Records excerpted from a collection
____

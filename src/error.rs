//! Unified error type.

use std::fmt;

/// The error type returned by strata handlers.
///
/// Expected HTTP outcomes (404, 422, etc.) belong on the
/// [`ResponseWriter`](crate::ResponseWriter), not in an `Error`. This type is
/// for failures the handler wants its caller to deal with: a database gone
/// away, an upstream timeout, an I/O fault. The chain and the recovery
/// boundary pass it through untouched — how to surface it is the host's call.
#[derive(Debug)]
pub struct Error(Box<dyn std::error::Error + Send + Sync>);

impl Error {
    /// Wraps any error value, including a bare message string.
    ///
    /// ```rust
    /// use strata::Error;
    ///
    /// Error::new("upstream unavailable");
    /// Error::new(std::io::Error::other("socket closed"));
    /// ```
    pub fn new(source: impl Into<Box<dyn std::error::Error + Send + Sync>>) -> Self {
        Self(source.into())
    }
}

impl fmt::Display for Error {
    fn fmt(&self, f: &mut fmt::Formatter<'_>) -> fmt::Result {
        write!(f, "{}", self.0)
    }
}

impl std::error::Error for Error {
    fn source(&self) -> Option<&(dyn std::error::Error + 'static)> {
        Some(self.0.as_ref())
    }
}

impl From<std::io::Error> for Error {
    fn from(e: std::io::Error) -> Self {
        Self(Box::new(e))
    }
}
//! # strata
//!
//! Composable HTTP handlers, middleware chaining, and panic recovery.
//! Nothing more. Nothing less.
//!
//! ## The contract
//!
//! Your host server accepts connections, parses requests, and flushes
//! responses. strata does not — by design. The transport does transport
//! things. This crate does the one part that changes between applications:
//! how a request flows through layered behavior to a handler, and what
//! happens when that handler blows up.
//!
//! What the host server already owns — strata intentionally ignores:
//!
//! - **Routing** — your router, your rules
//! - **Body parsing and content negotiation** — bytes in, bytes out
//! - **TLS and connection lifecycle** — listener, keep-alive, shutdown
//! - **Concurrency** — one `serve` call per in-flight request, nothing shared
//!
//! What's left for strata:
//!
//! - A [`Handler`] capability — `serve(&Request, &mut ResponseWriter)`
//!   returning an explicit `Result`, implementable by functions via
//!   [`handler_fn`] and embeddable recursively (a composed chain is itself
//!   a handler)
//! - Onion composition — [`chain`] wraps a terminal handler in an ordered
//!   middleware list, first entry outermost, absent entries skipped
//! - A recovery boundary — [`Recovery`] turns a panic anywhere inside the
//!   chain into one logged diagnostic and a clean `500 Internal Server
//!   Error`, while returned errors pass through untouched
//!
//! ## Quick start
//!
//! ```rust
//! use strata::{chain, handler_fn, Handler, HandlerFuture, Method, Recovery,
//!              Request, ResponseWriter, TracingLogger};
//! use strata::middleware;
//!
//! fn hello<'a>(_req: &'a Request, res: &'a mut ResponseWriter) -> HandlerFuture<'a> {
//!     Box::pin(async move {
//!         res.write(b"hello");
//!         Ok(())
//!     })
//! }
//!
//! // trace() logs method, path, status, latency. The None slot is a
//! // conditionally-disabled middleware — skipped, not an error.
//! let app = Recovery::new(
//!     chain(handler_fn(hello), &[Some(middleware::trace()), None]),
//!     TracingLogger,
//! );
//!
//! let req = Request::new(Method::GET, "/", Vec::new(), Vec::new());
//! let mut res = ResponseWriter::new();
//! futures::executor::block_on(app.serve(&req, &mut res)).unwrap();
//! assert_eq!(res.body(), b"hello");
//! ```

mod error;
mod handler;
mod request;
mod response;

pub mod middleware;
pub mod recovery;

pub use error::Error;
pub use handler::{handler_fn, BoxedHandler, Handler, HandlerFunc, HandlerFuture};
pub use http::{Method, StatusCode};
pub use middleware::{chain, chain_fn, Middleware};
pub use recovery::{Logger, Recovery, TracingLogger};
pub use request::Request;
pub use response::ResponseWriter;
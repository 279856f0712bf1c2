//! Built-in request tracing middleware.

use std::sync::Arc;
use std::time::Instant;

use tracing::info;

use crate::handler::{BoxedHandler, Handler, HandlerFuture};
use crate::middleware::Middleware;
use crate::request::Request;
use crate::response::ResponseWriter;

/// Logs one line per request: method, path, response status, latency.
///
/// Emits at `info` level through [`tracing`] after the inner layers finish,
/// so the logged status is the one the client will see.
///
/// ```rust,no_run
/// use strata::{chain_fn, middleware};
/// # use strata::{HandlerFuture, Request, ResponseWriter};
/// # fn index<'a>(_r: &'a Request, _w: &'a mut ResponseWriter) -> HandlerFuture<'a> {
/// #     Box::pin(async { Ok(()) })
/// # }
///
/// let app = chain_fn(index, &[Some(middleware::trace())]);
/// ```
pub fn trace() -> Middleware {
    Arc::new(|next| Arc::new(Trace { next }) as BoxedHandler)
}

struct Trace {
    next: BoxedHandler,
}

impl Handler for Trace {
    fn serve<'a>(&'a self, req: &'a Request, res: &'a mut ResponseWriter) -> HandlerFuture<'a> {
        Box::pin(async move {
            let start = Instant::now();
            let outcome = self.next.serve(req, &mut *res).await;
            info!(
                method = %req.method(),
                path = req.path(),
                status = res.status().as_u16(),
                elapsed = ?start.elapsed(),
                "request"
            );
            outcome
        })
    }
}
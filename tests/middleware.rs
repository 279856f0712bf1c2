//! End-to-end behavior of chain composition and the recovery boundary.

use std::fmt;
use std::sync::{Arc, Mutex};

use strata::recovery;
use strata::{
    chain, chain_fn, BoxedHandler, Error, Handler, HandlerFuture, Logger, Method, Middleware,
    Recovery, Request, ResponseWriter, StatusCode,
};

// ── Fixtures ──────────────────────────────────────────────────────────────────

/// Shared, ordered record of which layers ran.
type CallLog = Arc<Mutex<Vec<&'static str>>>;

fn call_log() -> CallLog {
    Arc::new(Mutex::new(Vec::new()))
}

fn request() -> Request {
    Request::new(Method::GET, "/", Vec::new(), Vec::new())
}

#[derive(Default)]
struct TestLogger {
    lines: Mutex<Vec<String>>,
}

impl TestLogger {
    fn lines(&self) -> Vec<String> {
        self.lines.lock().unwrap().clone()
    }
}

impl Logger for TestLogger {
    fn log(&self, args: fmt::Arguments<'_>) {
        self.lines.lock().unwrap().push(args.to_string());
    }
}

/// Middleware that appends its name to the call log before calling inward.
struct Tagged {
    name: &'static str,
    log: CallLog,
    next: BoxedHandler,
}

impl Handler for Tagged {
    fn serve<'a>(&'a self, req: &'a Request, res: &'a mut ResponseWriter) -> HandlerFuture<'a> {
        Box::pin(async move {
            self.log.lock().unwrap().push(self.name);
            self.next.serve(req, res).await
        })
    }
}

fn tagged(name: &'static str, log: &CallLog) -> Middleware {
    let log = Arc::clone(log);
    Arc::new(move |next| Arc::new(Tagged { name, log: Arc::clone(&log), next }) as BoxedHandler)
}

/// Middleware that sets a response header before calling inward.
struct SetHeader {
    name: &'static str,
    value: &'static str,
    next: BoxedHandler,
}

impl Handler for SetHeader {
    fn serve<'a>(&'a self, req: &'a Request, res: &'a mut ResponseWriter) -> HandlerFuture<'a> {
        Box::pin(async move {
            res.set_header(self.name, self.value);
            self.next.serve(req, res).await
        })
    }
}

fn set_header(name: &'static str, value: &'static str) -> Middleware {
    Arc::new(move |next| Arc::new(SetHeader { name, value, next }) as BoxedHandler)
}

/// Terminal handler: records "T", writes a body.
struct Terminal {
    log: CallLog,
}

impl Handler for Terminal {
    fn serve<'a>(&'a self, _req: &'a Request, res: &'a mut ResponseWriter) -> HandlerFuture<'a> {
        Box::pin(async move {
            self.log.lock().unwrap().push("T");
            res.write(b"terminal");
            Ok(())
        })
    }
}

/// Terminal handler that always panics.
struct Panics;

impl Handler for Panics {
    fn serve<'a>(&'a self, _req: &'a Request, _res: &'a mut ResponseWriter) -> HandlerFuture<'a> {
        Box::pin(async { panic!("boom") })
    }
}

/// Terminal handler that always returns an error.
struct Failing;

impl Handler for Failing {
    fn serve<'a>(&'a self, _req: &'a Request, _res: &'a mut ResponseWriter) -> HandlerFuture<'a> {
        Box::pin(async { Err(Error::new("terminal unavailable")) })
    }
}

// ── Chain composition ─────────────────────────────────────────────────────────

#[tokio::test]
async fn chain_matches_manual_nesting() {
    let chained_log = call_log();
    let manual_log = call_log();

    let chained = chain(
        Terminal { log: Arc::clone(&chained_log) },
        &[Some(tagged("m0", &chained_log)), Some(tagged("m1", &chained_log))],
    );
    let manual = {
        let m0 = tagged("m0", &manual_log);
        let m1 = tagged("m1", &manual_log);
        m0(m1(Arc::new(Terminal { log: Arc::clone(&manual_log) }) as BoxedHandler))
    };

    let req = request();
    let mut chained_res = ResponseWriter::new();
    chained.serve(&req, &mut chained_res).await.unwrap();
    let mut manual_res = ResponseWriter::new();
    manual.serve(&req, &mut manual_res).await.unwrap();

    assert_eq!(*chained_log.lock().unwrap(), *manual_log.lock().unwrap());
    assert_eq!(chained_res.status(), manual_res.status());
    assert_eq!(chained_res.body(), manual_res.body());
}

#[tokio::test]
async fn absent_entries_are_skipped_in_place() {
    let log = call_log();
    let app = chain(
        Terminal { log: Arc::clone(&log) },
        &[None, Some(tagged("m0", &log)), None, Some(tagged("m1", &log)), None],
    );

    let req = request();
    let mut res = ResponseWriter::new();
    app.serve(&req, &mut res).await.unwrap();

    assert_eq!(*log.lock().unwrap(), ["m0", "m1", "T"]);
}

#[tokio::test]
async fn empty_chain_is_the_terminal() {
    let log = call_log();
    let app = chain(Terminal { log: Arc::clone(&log) }, &[]);

    let req = request();
    let mut res = ResponseWriter::new();
    app.serve(&req, &mut res).await.unwrap();

    assert_eq!(*log.lock().unwrap(), ["T"]);
    assert_eq!(res.status(), StatusCode::OK);
    assert_eq!(res.body(), b"terminal");
}

#[tokio::test]
async fn middlewares_run_outside_in() {
    let log = call_log();
    let app = chain(
        Terminal { log: Arc::clone(&log) },
        &[Some(tagged("A", &log)), Some(tagged("B", &log)), Some(tagged("C", &log))],
    );

    let req = request();
    let mut res = ResponseWriter::new();
    app.serve(&req, &mut res).await.unwrap();

    assert_eq!(*log.lock().unwrap(), ["A", "B", "C", "T"]);
}

#[tokio::test]
async fn a_chain_embeds_as_a_terminal() {
    let log = call_log();
    let inner = chain(Terminal { log: Arc::clone(&log) }, &[Some(tagged("B", &log))]);
    let app = chain(inner, &[Some(tagged("A", &log))]);

    let req = request();
    let mut res = ResponseWriter::new();
    app.serve(&req, &mut res).await.unwrap();

    assert_eq!(*log.lock().unwrap(), ["A", "B", "T"]);
}

#[tokio::test]
async fn chain_fn_adapts_a_bare_function() {
    fn index<'a>(_req: &'a Request, res: &'a mut ResponseWriter) -> HandlerFuture<'a> {
        Box::pin(async move {
            res.write(b"index");
            Ok(())
        })
    }

    let app = chain_fn(index, &[]);
    let req = request();
    let mut res = ResponseWriter::new();
    app.serve(&req, &mut res).await.unwrap();

    assert_eq!(res.body(), b"index");
}

// ── Recovery boundary ─────────────────────────────────────────────────────────

#[tokio::test]
async fn returned_errors_pass_through_unchanged() {
    let logger = Arc::new(TestLogger::default());
    let app = Recovery::new(Failing, Arc::clone(&logger));

    let req = request();
    let mut res = ResponseWriter::new();
    let err = app.serve(&req, &mut res).await.unwrap_err();

    assert_eq!(err.to_string(), "terminal unavailable");
    assert!(logger.lines().is_empty());
    assert_eq!(res.status(), StatusCode::OK);
    assert!(res.body().is_empty());
}

#[tokio::test]
async fn panics_become_logged_500s() {
    let logger = Arc::new(TestLogger::default());
    let app = Recovery::new(Panics, Arc::clone(&logger));

    let req = request();
    let mut res = ResponseWriter::new();
    app.serve(&req, &mut res).await.unwrap();

    assert_eq!(res.status(), StatusCode::INTERNAL_SERVER_ERROR);
    assert_eq!(res.body(), b"Internal Server Error");
    let lines = logger.lines();
    assert_eq!(lines.len(), 1);
    assert!(lines[0].contains("boom"));
}

#[tokio::test]
async fn headers_set_before_a_panic_survive_recovery() {
    let logger = Arc::new(TestLogger::default());
    let app = chain(
        Panics,
        &[
            Some(recovery::middleware(Arc::clone(&logger))),
            Some(set_header("x-request-id", "req-1")),
        ],
    );

    let req = request();
    let mut res = ResponseWriter::new();
    app.serve(&req, &mut res).await.unwrap();

    assert_eq!(res.header("x-request-id"), Some("req-1"));
    assert_eq!(res.status(), StatusCode::INTERNAL_SERVER_ERROR);
    assert_eq!(res.body(), b"Internal Server Error");
    let lines = logger.lines();
    assert_eq!(lines.len(), 1);
    assert!(lines[0].contains("boom"));
}

#[tokio::test]
async fn recovery_does_not_touch_successful_responses() {
    let log = call_log();
    let logger = Arc::new(TestLogger::default());
    let app = Recovery::new(
        chain(Terminal { log: Arc::clone(&log) }, &[Some(tagged("A", &log))]),
        Arc::clone(&logger),
    );

    let req = request();
    let mut res = ResponseWriter::new();
    app.serve(&req, &mut res).await.unwrap();

    assert_eq!(*log.lock().unwrap(), ["A", "T"]);
    assert_eq!(res.status(), StatusCode::OK);
    assert_eq!(res.body(), b"terminal");
    assert!(logger.lines().is_empty());
}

____

WHAT YOU WILL DO – Without changing anything, quote the lines from the top of the data to the line that contains "a database gone", including that line.

EXERCISE RESULT –
filename src/error.rs
//! Unified error type.

use std::fmt;

/// The error type returned by strata handlers.
///
/// Expected HTTP outcomes (404, 422, etc.) belong on the
/// [`ResponseWriter`](crate::ResponseWriter), not in an `Error`. This type is
/// for failures the handler wants its caller to deal with: a database gone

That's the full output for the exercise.